Try it ▸ When the line containing "The input marks" is reached, include it and end there; set down verbatim every line before it, starting at the top of the records.

(Dataset entries)
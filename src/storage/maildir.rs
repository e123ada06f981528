//! Maildir mailbox adapters
//!
//! A mailbox is a directory with `tmp/`, `new/` and `cur/` subdirectories.
//! Each record travels as one message whose body holds `Key: value` lines.
//! The input marks consumed messages as seen by moving them from `new/` to
//! `cur/`; the output delivers through `tmp/` so readers never observe a
//! partially written message.

use crate::config::{FieldMapping, ParameterSet};
use crate::error::{Result, TransferError};
use crate::etl::{Adapter, AdapterState, InputAdapter, Lifecycle, OutputAdapter};
use crate::record::Record;

use async_trait::async_trait;
use std::collections::VecDeque;
use std::fs::OpenOptions;
use std::io::Write;
use std::path::{Path, PathBuf};
use std::sync::atomic::{AtomicU64, Ordering};
use std::time::{SystemTime, UNIX_EPOCH};

pub const MAILDIR_INPUT_PLUGIN: &str = "MAILDIR_INPUT_PLUGIN";
pub const MAILDIR_OUTPUT_PLUGIN: &str = "MAILDIR_OUTPUT_PLUGIN";

const INPUT_HELP: &str = "Maildir input plugin parameters:\n\
    --ip \"maildir=<path to a maildir with new/ and cur/>[|subject=<text the subject must contain>]\
    [|mapping=Key:item_field~Key2:item_field2]\"\n\
    Every body line of the form 'Key: value' becomes a field. Read messages are marked seen.";

const OUTPUT_HELP: &str = "Maildir output plugin parameters:\n\
    --op \"maildir=<path to the maildir>|email=<sender address>|subject=<subject>\
    [|bodyfilepath=<text file prepended to every body>][|mapping=Key:item_field~Key2:item_field2]\"\n\
    The recipient is the first item field whose name contains 'email'.";

/// Seen flag suffix for messages moved into `cur/`
const SEEN_INFO: &str = ":2,S";

/// Delivery sequence shared by every output instance in the process
static DELIVERIES: AtomicU64 = AtomicU64::new(0);

/// Body values are written on one line: `\`, LF and CR are backslash-escaped
fn escape_value(value: &str) -> String {
    let mut escaped = String::with_capacity(value.len());
    for c in value.chars() {
        match c {
            '\\' => escaped.push_str("\\\\"),
            '\n' => escaped.push_str("\\n"),
            '\r' => escaped.push_str("\\r"),
            c => escaped.push(c),
        }
    }
    escaped
}

/// Reverse of [`escape_value`]; unknown escapes are kept as written
fn unescape_value(value: &str) -> String {
    let mut unescaped = String::with_capacity(value.len());
    let mut chars = value.chars();
    while let Some(c) = chars.next() {
        if c != '\\' {
            unescaped.push(c);
            continue;
        }
        match chars.next() {
            Some('n') => unescaped.push('\n'),
            Some('r') => unescaped.push('\r'),
            Some('\\') => unescaped.push('\\'),
            Some(other) => {
                unescaped.push('\\');
                unescaped.push(other);
            }
            None => unescaped.push('\\'),
        }
    }
    unescaped
}

fn has_line_break(value: &str) -> bool {
    value.contains(['\r', '\n'])
}

/// Header and body of a message file
struct Message {
    headers: Vec<(String, String)>,
    body: String,
}

impl Message {
    fn parse(text: &str) -> Self {
        let (head, body) = text
            .split_once("\r\n\r\n")
            .or_else(|| text.split_once("\n\n"))
            .unwrap_or((text, ""));

        let mut headers: Vec<(String, String)> = Vec::new();
        for line in head.lines() {
            if line.starts_with([' ', '\t']) {
                // folded continuation of the previous header
                if let Some((_, value)) = headers.last_mut() {
                    value.push(' ');
                    value.push_str(line.trim());
                }
            } else if let Some((name, value)) = line.split_once(':') {
                headers.push((name.trim().to_string(), value.trim().to_string()));
            }
        }

        Self {
            headers,
            body: body.to_string(),
        }
    }

    fn header(&self, name: &str) -> Option<&str> {
        self.headers
            .iter()
            .find(|(n, _)| n.eq_ignore_ascii_case(name))
            .map(|(_, v)| v.as_str())
    }

    /// `Key: value` body lines as a raw record
    fn fields(&self) -> Record {
        self.body
            .lines()
            .filter_map(|line| line.split_once(':'))
            .map(|(key, value)| (key.trim(), unescape_value(value.trim())))
            .filter(|(key, _)| !key.is_empty())
            .collect()
    }
}

/// Reads unseen messages from a maildir
pub struct MaildirInput {
    lifecycle: Lifecycle,
    root: PathBuf,
    subject: Option<String>,
    mapping: Option<FieldMapping>,
    pending: VecDeque<PathBuf>,
}

impl MaildirInput {
    pub fn new() -> Self {
        Self {
            lifecycle: Lifecycle::new(MAILDIR_INPUT_PLUGIN),
            root: PathBuf::new(),
            subject: None,
            mapping: None,
            pending: VecDeque::new(),
        }
    }

    pub fn help_text() -> &'static str {
        INPUT_HELP
    }

    /// Move a message from `new/` to `cur/` with the seen flag
    fn mark_seen(&self, path: &Path) -> std::io::Result<()> {
        let Some(name) = path.file_name() else {
            return Ok(());
        };
        let mut seen = name.to_os_string();
        seen.push(SEEN_INFO);
        std::fs::rename(path, self.root.join("cur").join(seen))
    }
}

impl Default for MaildirInput {
    fn default() -> Self {
        Self::new()
    }
}

impl Adapter for MaildirInput {
    fn name(&self) -> &'static str {
        MAILDIR_INPUT_PLUGIN
    }

    fn help(&self) -> &'static str {
        INPUT_HELP
    }

    fn state(&self) -> AdapterState {
        self.lifecycle.state()
    }

    fn close(&mut self) -> Result<()> {
        if self.lifecycle.close() {
            log::debug!("Disposing maildir input plugin");
            self.pending.clear();
        }
        Ok(())
    }
}

#[async_trait]
impl InputAdapter for MaildirInput {
    async fn init(&mut self, config: &ParameterSet) -> Result<()> {
        self.lifecycle.begin_init()?;
        let root = PathBuf::from(config.require(self.name(), "maildir")?);
        let subject = config
            .get("subject")
            .filter(|s| !s.is_empty())
            .map(str::to_string);
        let mapping = config.mapping()?;

        for sub in ["new", "cur"] {
            if !root.join(sub).is_dir() {
                return Err(TransferError::init(
                    self.name(),
                    format!("'{}' is not a maildir (missing {}/)", root.display(), sub),
                ));
            }
        }

        let mut pending = Vec::new();
        for entry in std::fs::read_dir(root.join("new"))? {
            let entry = entry?;
            if entry.file_type()?.is_file() {
                pending.push(entry.path());
            }
        }
        // unique names start with the delivery time
        pending.sort();

        log::info!(
            "Maildir input plugin found {} new message(s) in {}",
            pending.len(),
            root.display()
        );
        self.root = root;
        self.subject = subject;
        self.mapping = mapping;
        self.pending = pending.into();
        self.lifecycle.mark_ready();
        Ok(())
    }

    async fn read(&mut self) -> Result<Option<Record>> {
        self.lifecycle.enter("read")?;
        while let Some(path) = self.pending.pop_front() {
            let text = match std::fs::read_to_string(&path) {
                Ok(text) => text,
                Err(e) if e.kind() == std::io::ErrorKind::NotFound => {
                    log::debug!("{} was taken by another reader", path.display());
                    continue;
                }
                Err(e) => {
                    return Err(TransferError::item(format!("{}: {}", path.display(), e)));
                }
            };

            let message = Message::parse(&text);
            if let Some(filter) = &self.subject {
                let subject = message.header("Subject").unwrap_or_default();
                if !subject.contains(filter.as_str()) {
                    log::debug!("Skipping message with subject '{}'", subject);
                    continue;
                }
            }

            let raw = message.fields();
            let record = match &self.mapping {
                Some(mapping) => mapping.project(&raw)?,
                None => raw,
            };

            if let Err(e) = self.mark_seen(&path) {
                log::warn!("Failed to mark {} as seen: {}", path.display(), e);
            }
            return Ok(Some(record));
        }
        Ok(None)
    }
}

/// Delivers one message per record into a maildir
pub struct MaildirOutput {
    lifecycle: Lifecycle,
    root: PathBuf,
    sender: String,
    subject: String,
    preamble: String,
    mapping: Option<FieldMapping>,
    delivered: u64,
}

impl MaildirOutput {
    pub fn new() -> Self {
        Self {
            lifecycle: Lifecycle::new(MAILDIR_OUTPUT_PLUGIN),
            root: PathBuf::new(),
            sender: String::new(),
            subject: String::new(),
            preamble: String::new(),
            mapping: None,
            delivered: 0,
        }
    }

    pub fn help_text() -> &'static str {
        OUTPUT_HELP
    }

    fn compose(&self, recipient: &str, record: &Record) -> Result<String> {
        let fields = match &self.mapping {
            Some(mapping) => mapping.select(record),
            None => record.clone(),
        };

        let mut message = format!(
            "From: {}\nTo: {}\nSubject: {}\nMIME-Version: 1.0\n\
             Content-Type: text/plain; charset=utf-8\n\n",
            self.sender, recipient, self.subject
        );
        if !self.preamble.is_empty() {
            message.push_str(self.preamble.trim_end());
            message.push_str("\n\n");
        }
        for (name, value) in fields.iter() {
            if name.contains(':') || has_line_break(name) {
                return Err(TransferError::item(format!(
                    "field name {:?} cannot be written as a body line",
                    name
                )));
            }
            message.push_str(&format!("{}: {}\n", name, escape_value(&value.to_string())));
        }
        Ok(message)
    }

    /// Unique file name: `<secs>.M<micros>P<pid>Q<sequence>.<host>`
    ///
    /// The sequence is process-wide, so instances sharing a maildir never
    /// produce the same name.
    fn unique_name() -> String {
        let now = SystemTime::now()
            .duration_since(UNIX_EPOCH)
            .unwrap_or_default();
        let sequence = DELIVERIES.fetch_add(1, Ordering::Relaxed) + 1;
        let host = std::env::var("HOSTNAME")
            .unwrap_or_else(|_| "localhost".to_string())
            .replace(['/', ':'], "_");
        format!(
            "{}.M{:06}P{}Q{}.{}",
            now.as_secs(),
            now.subsec_micros(),
            std::process::id(),
            sequence,
            host
        )
    }

    /// Stage in `tmp/`, then link into `new/`; an existing name is an error
    fn deliver(&mut self, message: &str) -> std::io::Result<PathBuf> {
        let name = Self::unique_name();
        let staged = self.root.join("tmp").join(&name);
        let target = self.root.join("new").join(&name);

        let mut file = OpenOptions::new()
            .write(true)
            .create_new(true)
            .open(&staged)?;
        let written = file
            .write_all(message.as_bytes())
            .and_then(|()| file.sync_all())
            .and_then(|()| std::fs::hard_link(&staged, &target));
        let cleanup = std::fs::remove_file(&staged);
        written?;
        cleanup?;

        self.delivered += 1;
        Ok(target)
    }
}

impl Default for MaildirOutput {
    fn default() -> Self {
        Self::new()
    }
}

/// The first non-empty field whose name contains "email"
fn recipient(record: &Record) -> Option<String> {
    record
        .iter()
        .find(|(name, value)| name.to_lowercase().contains("email") && !value.is_null())
        .map(|(_, value)| value.to_string())
        .filter(|address| !address.trim().is_empty())
}

impl Adapter for MaildirOutput {
    fn name(&self) -> &'static str {
        MAILDIR_OUTPUT_PLUGIN
    }

    fn help(&self) -> &'static str {
        OUTPUT_HELP
    }

    fn state(&self) -> AdapterState {
        self.lifecycle.state()
    }

    fn close(&mut self) -> Result<()> {
        if self.lifecycle.close() {
            log::debug!(
                "Disposing maildir output plugin after {} message(s)",
                self.delivered
            );
        }
        Ok(())
    }
}

#[async_trait]
impl OutputAdapter for MaildirOutput {
    async fn init(&mut self, config: &ParameterSet) -> Result<()> {
        self.lifecycle.begin_init()?;
        let root = PathBuf::from(config.require(self.name(), "maildir")?);
        let sender = config.require(self.name(), "email")?.to_string();
        let subject = config.require(self.name(), "subject")?.to_string();
        if has_line_break(&sender) || has_line_break(&subject) {
            return Err(TransferError::init(
                self.name(),
                "'email' and 'subject' must be single lines",
            ));
        }
        let mapping = config.mapping()?;
        let preamble = match config.get("bodyfilepath").filter(|p| !p.is_empty()) {
            Some(path) => std::fs::read_to_string(path).map_err(|e| {
                TransferError::init(
                    MAILDIR_OUTPUT_PLUGIN,
                    format!("failed to read body file '{}': {}", path, e),
                )
            })?,
            None => String::new(),
        };

        super::check_parent_dir(self.name(), &root)?;
        for sub in ["tmp", "new", "cur"] {
            std::fs::create_dir_all(root.join(sub)).map_err(|e| {
                TransferError::init(
                    MAILDIR_OUTPUT_PLUGIN,
                    format!("failed to create {}/{}: {}", root.display(), sub, e),
                )
            })?;
        }

        log::info!("Maildir output plugin delivering to {}", root.display());
        self.root = root;
        self.sender = sender;
        self.subject = subject;
        self.preamble = preamble;
        self.mapping = mapping;
        self.lifecycle.mark_ready();
        Ok(())
    }

    async fn write(&mut self, record: &Record) -> Result<()> {
        self.lifecycle.enter("write")?;
        let Some(to) = recipient(record) else {
            return Err(TransferError::item("no recipient: item has no email field"));
        };

        if has_line_break(&to) {
            return Err(TransferError::item(format!(
                "recipient {:?} contains a line break",
                to
            )));
        }

        let message = self.compose(&to, record)?;
        let delivered = self
            .deliver(&message)
            .map_err(|e| TransferError::item(format!("delivery to {} failed: {}", to, e)))?;
        log::debug!("Message for {} delivered as {}", to, delivered.display());
        Ok(())
    }
}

Task response ▸
filename src/storage/maildir.rs
repository e123ada06f981528
//! Maildir mailbox adapters
//!
//! A mailbox is a directory with `tmp/`, `new/` and `cur/` subdirectories.
//! Each record travels as one message whose body holds `Key: value` lines.
//! The input marks consumed messages as seen by moving them from `new/` to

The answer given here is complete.